*** EXERCISE DATA ***

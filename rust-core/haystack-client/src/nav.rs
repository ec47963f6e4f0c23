// SPDX-License-Identifier: PMPL-1.0-or-later
//! Navigation tree browsing.

use crate::client::HaystackClient;
use crate::dispatch::Params;
use crate::error::Result;
use crate::project::{tags, text};
use crate::types::{NavItem, NavResult};

impl HaystackClient {
    /// List the children of `nav_id`, or the roots when `None`.
    pub async fn nav(&self, nav_id: Option<&str>) -> Result<NavResult> {
        let params = nav_id.map(|id| Params::new().with("navId", id));
        let grid = self.execute_operation("nav", params.as_ref()).await?;

        let items: Vec<NavItem> = grid
            .rows()
            .iter()
            .map(|row| NavItem {
                nav_id: text(row, "navId"),
                dis: text(row, "dis"),
                tags: tags(row, &["navId", "dis"]),
            })
            .collect();

        Ok(NavResult {
            current_nav_id: nav_id.unwrap_or("root").to_string(),
            count: items.len(),
            items,
        })
    }
}
//! Terminal setup and teardown
//!
//! Raw mode, the alternate screen, mouse capture and bracketed paste are
//! switched on together and always switched off together, including when
//! the process panics.

use std::io::{self, Stdout};

use anyhow::{Context, Result};
use crossterm::event::{
    DisableBracketedPaste, DisableMouseCapture, EnableBracketedPaste, EnableMouseCapture,
};
use crossterm::execute;
use crossterm::terminal::{
    disable_raw_mode, enable_raw_mode, EnterAlternateScreen, LeaveAlternateScreen,
};
use ratatui::backend::CrosstermBackend;
use ratatui::Terminal;

pub type Tui = Terminal<CrosstermBackend<Stdout>>;

/// Enter the editor's terminal modes and build the ratatui terminal
pub fn init() -> Result<Tui> {
    install_panic_hook();
    enable_raw_mode().context("Failed to enable raw mode")?;
    execute!(
        io::stdout(),
        EnterAlternateScreen,
        EnableMouseCapture,
        EnableBracketedPaste
    )
    .context("Failed to enter alternate screen")?;
    Terminal::new(CrosstermBackend::new(io::stdout())).context("Failed to create terminal")
}

/// Leave every mode `init` entered
pub fn restore() -> Result<()> {
    disable_raw_mode().context("Failed to disable raw mode")?;
    execute!(
        io::stdout(),
        DisableBracketedPaste,
        DisableMouseCapture,
        LeaveAlternateScreen,
        crossterm::cursor::Show
    )
    .context("Failed to leave alternate screen")?;
    Ok(())
}

fn install_panic_hook() {
    let default_hook = std::panic::take_hook();
    std::panic::set_hook(Box::new(move |info| {
        if let Err(e) = restore() {
            eprintln!("Failed to restore terminal: {}", e);
        }
        default_hook(info);
    }));
}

***

▶ _TASK ITEM_:
Out of the material above, gather each line where "EnableBracketedPaste" appears.

▶ _WRITTEN RESPONSE_:
    DisableBracketedPaste, DisableMouseCapture, EnableBracketedPaste, EnableMouseCapture,
        EnableBracketedPaste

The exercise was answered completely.